Pass a Partitioning object to a FileSystemDatasetFactory's $create()
method to indicate how the file's paths should be interpreted to define
partitioning.
DirectoryPartitioning describes how to interpret raw path segments, in
order. For example, schema(year = int16(), month = int8()) would define
partitions for file paths like "2019/01/file.parquet",
"2019/02/file.parquet", etc.
HivePartitioning is for Hive-style partitioning, which embeds field
names and values in path segments, such as
"/year=2019/month=2/data.parquet". Because fields are named in the path
segments, order does not matter.
PartitioningFactory subclasses instruct the DatasetFactory to detect
partition features from the file paths.
Both DirectoryPartitioning$create() and HivePartitioning$create()
methods take a Schema as a single input argument.
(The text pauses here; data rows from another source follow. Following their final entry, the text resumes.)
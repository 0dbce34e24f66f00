//! Directory layout, file lifetimes and advisory locking.
//!
//! Everything that touches the database directory goes through the
//! [`FsManager`]: the `lock` file and its `flock`, the write-ahead log, the
//! per-segment file triples, and the rename/delete primitives the log
//! rotation relies on.

use chrono::Utc;
use std::fs::{self, File, OpenOptions};
use std::io;
use std::path::{Path, PathBuf};
use std::time::{Duration, Instant};

use segment::Segment;

use crate::{Error, Result};

/// Name of the advisory lock file.
const LOCK_FILE: &str = "lock";

/// Timestamp layout of a segment id, millisecond precision.
const ID_FORMAT: &str = "%Y-%m-%dT%H-%M-%S%.3f";

/// Extensions of the three files making up a segment.
pub const DATA_EXT: &str = "data";
pub const META_EXT: &str = "meta";
pub const FILTER_EXT: &str = "filter";

/// Pause between lock attempts.
const LOCK_RETRY: Duration = Duration::from_millis(50);

/// Overall budget for acquiring the directory lock.
const LOCK_TIMEOUT: Duration = Duration::from_millis(500);

/// Manages the database directory.
pub struct FsManager {
    path: PathBuf,
    read_only: bool,
    lock: Option<File>,
    /// Most recently issued segment id, for collision avoidance.
    last_id: String,
}

impl FsManager {
    #[must_use]
    pub fn new(path: PathBuf, read_only: bool) -> Self {
        Self {
            path,
            read_only,
            lock: None,
            last_id: String::new(),
        }
    }

    /// The database directory.
    #[must_use]
    pub fn path(&self) -> &Path {
        &self.path
    }

    /// Creates the directory if needed and acquires the advisory lock:
    /// exclusive for read-write managers, shared for read-only ones.
    /// Idempotent; the lock is held on return.
    pub fn open_db(&mut self) -> Result<()> {
        if self.lock.is_some() {
            return Ok(());
        }
        if !self.path.exists() {
            create_dir_0755(&self.path)?;
        }
        let lock_file = OpenOptions::new()
            .create(true)
            .read(true)
            .write(true)
            .open(self.path.join(LOCK_FILE))?;
        acquire_flock(&lock_file, !self.read_only)?;
        self.lock = Some(lock_file);
        Ok(())
    }

    /// Releases the advisory lock. Releasing a shared lock is a no-op
    /// beyond dropping the handle.
    pub fn close(&mut self) -> Result<()> {
        if let Some(lock_file) = self.lock.take() {
            if !self.read_only {
                release_flock(&lock_file)?;
            }
        }
        Ok(())
    }

    /// Absolute path of a file inside the database directory.
    #[must_use]
    pub fn file_path(&self, name: &str) -> PathBuf {
        self.path.join(name)
    }

    /// Path of a segment's data file.
    #[must_use]
    pub fn data_path(&self, id: &str) -> PathBuf {
        self.path.join(format!("{}.{}", id, DATA_EXT))
    }

    /// Creates a fresh segment triple with append/write-only handles.
    ///
    /// The id is the wall clock at millisecond precision; when that would
    /// not sort strictly after the previously issued id (same-millisecond
    /// burst, clock step), a `-NNN` suffix is appended until it does.
    pub fn new_segment(&mut self) -> Result<Segment> {
        let id = self.next_id();
        let open = |name: String| -> io::Result<File> {
            OpenOptions::new()
                .create(true)
                .append(true)
                .open(self.path.join(name))
        };
        let data = open(format!("{}.{}", id, DATA_EXT))?;
        let meta = open(format!("{}.{}", id, META_EXT))?;
        let filter = open(format!("{}.{}", id, FILTER_EXT))?;
        Ok(Segment::new(id, data, meta, filter))
    }

    /// Opens an existing segment triple read-only.
    pub fn open_segment(&self, id: &str) -> Result<Segment> {
        let open = |name: String| -> Result<File> {
            File::open(self.path.join(name)).map_err(|e| {
                if e.kind() == io::ErrorKind::NotFound {
                    Error::FileDoesNotExist
                } else {
                    Error::Io(e)
                }
            })
        };
        let data = open(format!("{}.{}", id, DATA_EXT))?;
        let meta = open(format!("{}.{}", id, META_EXT))?;
        let filter = open(format!("{}.{}", id, FILTER_EXT))?;
        Ok(Segment::new(id.to_string(), data, meta, filter))
    }

    /// Deletes a segment's three files; absent files are skipped.
    pub fn delete_segment(&self, id: &str) -> Result<()> {
        for ext in [DATA_EXT, META_EXT, FILTER_EXT] {
            self.delete_file(&format!("{}.{}", id, ext))?;
        }
        Ok(())
    }

    /// Ids of all segments in the directory (files with the `.data`
    /// extension, extension stripped), sorted ascending — oldest first.
    pub fn data_file_ids(&self) -> Result<Vec<String>> {
        let mut ids = Vec::new();
        for entry in fs::read_dir(&self.path)? {
            let path = entry?.path();
            if path.extension().map(|e| e == DATA_EXT).unwrap_or(false) {
                if let Some(stem) = path.file_stem().and_then(|s| s.to_str()) {
                    ids.push(stem.to_string());
                }
            }
        }
        ids.sort();
        Ok(ids)
    }

    /// Renames a file inside the directory. Fails with
    /// [`Error::FileDoesNotExist`] when the source is missing and
    /// [`Error::FileAlreadyExists`] when the target is present.
    pub fn rename_file(&self, old_name: &str, new_name: &str) -> Result<()> {
        let old_path = self.path.join(old_name);
        let new_path = self.path.join(new_name);
        if !old_path.exists() {
            return Err(Error::FileDoesNotExist);
        }
        if new_path.exists() {
            return Err(Error::FileAlreadyExists);
        }
        fs::rename(old_path, new_path)?;
        Ok(())
    }

    /// Deletes a file inside the directory; a no-op when absent.
    pub fn delete_file(&self, name: &str) -> Result<()> {
        let path = self.path.join(name);
        match fs::remove_file(path) {
            Ok(()) => Ok(()),
            Err(e) if e.kind() == io::ErrorKind::NotFound => Ok(()),
            Err(e) => Err(Error::Io(e)),
        }
    }

    fn next_id(&mut self) -> String {
        let base = Utc::now().format(ID_FORMAT).to_string();
        let mut id = base.clone();
        let mut n = 0u32;
        while id <= self.last_id {
            n += 1;
            id = format!("{}-{:03}", base, n);
        }
        self.last_id = id.clone();
        id
    }
}

impl Drop for FsManager {
    fn drop(&mut self) {
        let _ = self.close();
    }
}

fn create_dir_0755(path: &Path) -> io::Result<()> {
    #[cfg(unix)]
    {
        use std::os::unix::fs::DirBuilderExt;
        fs::DirBuilder::new().recursive(true).mode(0o755).create(path)
    }
    #[cfg(not(unix))]
    {
        fs::create_dir_all(path)
    }
}

/// Retries the non-blocking `flock` every [`LOCK_RETRY`] until it succeeds
/// or [`LOCK_TIMEOUT`] elapses.
fn acquire_flock(file: &File, exclusive: bool) -> Result<()> {
    let started = Instant::now();
    loop {
        match try_flock(file, exclusive) {
            Ok(()) => return Ok(()),
            Err(e) if e.kind() == io::ErrorKind::WouldBlock => {
                if started.elapsed() >= LOCK_TIMEOUT {
                    return Err(Error::Timeout);
                }
                std::thread::sleep(LOCK_RETRY);
            }
            Err(e) => return Err(Error::Io(e)),
        }
    }
}

#[cfg(unix)]
fn try_flock(file: &File, exclusive: bool) -> io::Result<()> {
    use std::os::unix::io::AsRawFd;
    let flag = if exclusive {
        libc::LOCK_EX
    } else {
        libc::LOCK_SH
    };
    let rc = unsafe { libc::flock(file.as_raw_fd(), flag | libc::LOCK_NB) };
    if rc != 0 {
        return Err(io::Error::last_os_error());
    }
    Ok(())
}

#[cfg(unix)]
fn release_flock(file: &File) -> Result<()> {
    use std::os::unix::io::AsRawFd;
    let rc = unsafe { libc::flock(file.as_raw_fd(), libc::LOCK_UN) };
    if rc != 0 {
        return Err(Error::Io(io::Error::last_os_error()));
    }
    Ok(())
}

// Non-Unix builds fall back to the lock file's existence only.
#[cfg(not(unix))]
fn try_flock(_file: &File, _exclusive: bool) -> io::Result<()> {
    Ok(())
}

#[cfg(not(unix))]
fn release_flock(_file: &File) -> Result<()> {
    Ok(())
}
The helper
function hive_partition(...) is shorthand for
HivePartitioning$create(schema(...)).
With DirectoryPartitioningFactory$create(), you can provide just the
names of the path segments (in our example, c("year", "month")), and
the DatasetFactory will infer the data types for those partition variables.
HivePartitioningFactory$create() takes no arguments: both variable names
and their types can be inferred from the file paths. hive_partition() with
no arguments returns a HivePartitioningFactory.